In Michael Chabon's new mystery novel, The Final Solution (Fourth Estate; 131 pages)--hang on, let's back up. This is Pulitzer prizewinning Michael Chabon? Wonder Boys and Kavalier & Clay Michael Chabon? Byronic hair Michael Chabon? Why would an esteemed, respectable literary novelist like Chabon want to sully his fancy-pants reputation with a mystery novel?
One of the interesting things about the present moment in U.S. literary history is that the tough, fibrous membrane that used to separate literary fiction from popular fiction is rupturing. The highbrow and the lowbrow, once kept chastely separate, are now hooking up, which is why we have great, funky, unclassifiable writers like Margaret Atwood, Neal Stephenson, Susanna Clarke and David Mitchell. And like Chabon, who in addition to writing The Final Solution has edited an anthology of hybrid highbrow-lowbrow tales, McSweeney's Enchanted Chamber of Astonishing Stories (Vintage; 328 pages). And like Jonathan Lethem, who has just published Men and Cartoons (Doubleday; 160 pages), a collection of highly literary stories about, among other things, superheroes.
The detective in The Final Solution is almost certainly meant to be our old friend Sherlock Holmes, although Chabon never names him. Chabon's Holmes is long past his Baker Street prime: at 89, he has become a frail, eccentric, beekeeping retiree. Mystery comes looking for the aging detective in the form of a mute boy, 9, and his pet parrot (the symmetry is neat but not too: a boy who can't speak and a bird that can). Before long, the parrot is missing, a man is dead, and Holmes is back in the game.
It's instructive to watch a literary writer operate in a genre environment, where plot and pacing trump beautiful writing, where the thrill of what comes next is more important than the nuance of the now. When Chabon gets a little flowery, instead of marveling at his elegant prose, one makes mental let's-hurry-it-up-already gestures. But he has clearly mastered a basic truth about the mystery genre:it has an expressive power beyond the uses to which it is generally put. Solving mysteries has an existential meaning for Holmes. To him, it's the "essential business of human beings--the discovery of sense and causality amid the false leads, the noise, the trackless brambles of life."
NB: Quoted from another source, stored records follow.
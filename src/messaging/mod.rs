// src/messaging/mod.rs - Messaging capability consumed by distribution and recovery

use async_trait::async_trait;
use chrono::{DateTime, Utc};
use futures::stream::BoxStream;
use serde::{Deserialize, Serialize};

use crate::error::Result;

pub mod memory;
pub mod message;

pub use memory::{Delivery, MemoryMessenger, MemoryRelayNetwork};
pub use message::{
    Envelope, MessageKind, RecoveryMessage, RecoveryRequestMessage, RecoveryResponseMessage,
    ShareEnvelope,
};

/// Relay tags attached to a published event
#[derive(Debug, Clone, Serialize, Deserialize, PartialEq, Eq)]
pub enum Tag {
    /// Group the payload belongs to
    Group(String),
    /// Relays may drop the event after this instant
    Expiration(DateTime<Utc>),
}

impl Tag {
    pub fn name(&self) -> &'static str {
        match self {
            Tag::Group(_) => "d",
            Tag::Expiration(_) => "expiration",
        }
    }

    pub fn value(&self) -> String {
        match self {
            Tag::Group(group_id) => group_id.clone(),
            Tag::Expiration(at) => at.timestamp().to_string(),
        }
    }
}

/// A payload ready for publishing; the event id is fixed by the sender so
/// retries of the same delivery can be deduplicated by relays.
#[derive(Debug, Clone)]
pub struct OutboundMessage {
    pub event_id: String,
    pub envelope: Envelope,
}

impl OutboundMessage {
    pub fn new(envelope: impl Into<Envelope>) -> Self {
        Self {
            event_id: uuid::Uuid::new_v4().to_string(),
            envelope: envelope.into(),
        }
    }

    pub fn with_event_id(event_id: impl Into<String>, envelope: impl Into<Envelope>) -> Self {
        Self {
            event_id: event_id.into(),
            envelope: envelope.into(),
        }
    }
}

/// A decoded message addressed to the local identity
#[derive(Debug, Clone)]
pub struct InboundMessage {
    pub event_id: String,
    pub sender: String,
    pub envelope: Envelope,
    pub received_at: DateTime<Utc>,
}

#[derive(Debug, Clone, PartialEq, Eq)]
pub struct RelayOutcome {
    pub relay: String,
    pub accepted: bool,
    pub error: Option<String>,
}

/// Per-relay result of one publish
#[derive(Debug, Clone)]
pub struct PublishReport {
    pub event_id: String,
    pub outcomes: Vec<RelayOutcome>,
}

impl PublishReport {
    /// A publish counts once any relay accepted it.
    pub fn is_published(&self) -> bool {
        self.outcomes.iter().any(|o| o.accepted)
    }

    pub fn accepted_relays(&self) -> usize {
        self.outcomes.iter().filter(|o| o.accepted).count()
    }

    pub fn failure_summary(&self) -> String {
        self.outcomes
            .iter()
            .filter(|o| !o.accepted)
            .map(|o| format!("{}: {}", o.relay, o.error.as_deref().unwrap_or("rejected")))
            .collect::<Vec<_>>()
            .join("; ")
    }
}

pub type InboundStream = BoxStream<'static, InboundMessage>;

/// Identity-bound messaging: per-recipient encryption plus relay publish and subscribe.
#[async_trait]
pub trait Messenger: Send + Sync {
    /// Public identity this messenger sends as and receives for
    fn identity(&self) -> &str;

    /// Encrypt the message for `recipient` and publish it to `relays`
    async fn encrypt_and_send(
        &self,
        message: &OutboundMessage,
        recipient: &str,
        relays: &[String],
        tags: &[Tag],
    ) -> Result<PublishReport>;

    /// Stream of decoded messages of one kind addressed to this identity
    async fn subscribe(&self, kind: MessageKind) -> Result<InboundStream>;
}
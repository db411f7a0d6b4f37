// src/recovery/mod.rs - Threshold recovery: requests, coordination, inbound dispatch

pub mod coordinator;
pub mod handler;
pub mod request;
pub mod status;

pub use coordinator::RecoveryCoordinator;
pub use handler::{HandleOutcome, InboundHandler};
pub use request::{RecoveryRequest, RecoveryResponse, RecoveryStatus, ResponseStatus};
pub use status::RecoveryStatusView;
The no-man's-land between popular and literary fiction is fertile, but it can be perilous. Lethem is no stranger to it. He won the 1999 National Book Critics Circle Award for Motherless Brooklyn, which is basically a hard-boiled mystery retrofitted with great writing and highfalutin themes. Most of the stories in Men and Cartoons play in the nerdier realms of comic books and science fiction--one revolves around a mysterious aerosol spray that reveals lost belongings and lost lovers; another recounts the sad, seedy later life of a retired comic-book hero named Super Goat Man. But while Chabon builds his book on the sturdy narrative architecture of the mystery novel, Lethem's stories stay literary in their bones, maybe too much so. They eschew the satisfying finales of commercial fiction in favor of tremblingly ambiguous, go-nowhere nonendings that are either ineffably poignant or maddeningly pointless, depending on your tolerance.